*EXERCISE INSTRUCTIONS:* Please copy each line of the records below that includes the word "batcher".

——

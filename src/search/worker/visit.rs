//! Visit of a single directory

use super::context::SearchContext;
use crate::search::batcher::{Batcher, DeliverBatch};
use crate::search::entry::read_entries;
use crate::search::traversal::{PendingDir, TraversalQueue};
use crate::search::types::HitRecord;
use crate::search::visited::VisitedSet;
use std::sync::atomic::Ordering;

#[derive(Debug, Clone, Copy, PartialEq, Eq)]
pub(super) enum VisitOutcome {
    Continue,
    ConsumerGone,
}

/// Match every entry of `dir` and queue its unseen subdirectories
///
/// A directory that cannot be read counts as one error and yields nothing.
pub(super) fn visit_directory<D: DeliverBatch>(
    dir: &PendingDir,
    ctx: &SearchContext,
    visited: &mut VisitedSet,
    queue: &mut TraversalQueue,
    batcher: &mut Batcher<D>,
) -> VisitOutcome {
    let counters = &ctx.counters;
    let config = &ctx.config;

    let entries = match read_entries(&dir.path, config.follow_symlinks) {
        Ok(entries) => entries,
        Err(e) => {
            counters.error_count.fetch_add(1, Ordering::SeqCst);
            log::debug!("Skipping unreadable directory {}: {e}", dir.path.display());
            return VisitOutcome::Continue;
        }
    };

    counters.directories_visited.fetch_add(1, Ordering::SeqCst);
    log::debug!("Visiting {} (depth {})", dir.path.display(), dir.depth);

    let child_depth = dir.depth + 1;
    let descend = config.max_depth.is_none_or(|max| child_depth <= max);

    for entry in entries {
        let entry = match entry {
            Ok(e) => e,
            Err(e) => {
                counters.error_count.fetch_add(1, Ordering::SeqCst);
                log::debug!("Skipping entry in {}: {e}", dir.path.display());
                continue;
            }
        };

        counters.entries_processed.fetch_add(1, Ordering::SeqCst);

        if entry.is_hidden && !config.include_hidden {
            continue;
        }

        if ctx
            .matcher
            .matches(&entry, &ctx.snapshot.words, &ctx.snapshot.mime_filter)
        {
            counters.hits.fetch_add(1, Ordering::SeqCst);
            let hit = HitRecord::new(&entry.path, entry.mime_type.clone());
            if !batcher.record(hit) {
                return VisitOutcome::ConsumerGone;
            }
        }

        if !entry.is_dir || !descend {
            continue;
        }

        // Without an identity the directory cannot be deduplicated; queue it anyway
        let unseen = match entry.identity {
            Some(identity) => visited.insert(identity),
            None => true,
        };
        if unseen {
            queue.push(entry.path, child_depth);
        } else {
            log::debug!("Already visited {}", entry.path.display());
        }
    }

    VisitOutcome::Continue
}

——

*SOLUTION BELOW:*
use crate::search::batcher::{Batcher, DeliverBatch};
    batcher: &mut Batcher<D>,
            if !batcher.record(hit) {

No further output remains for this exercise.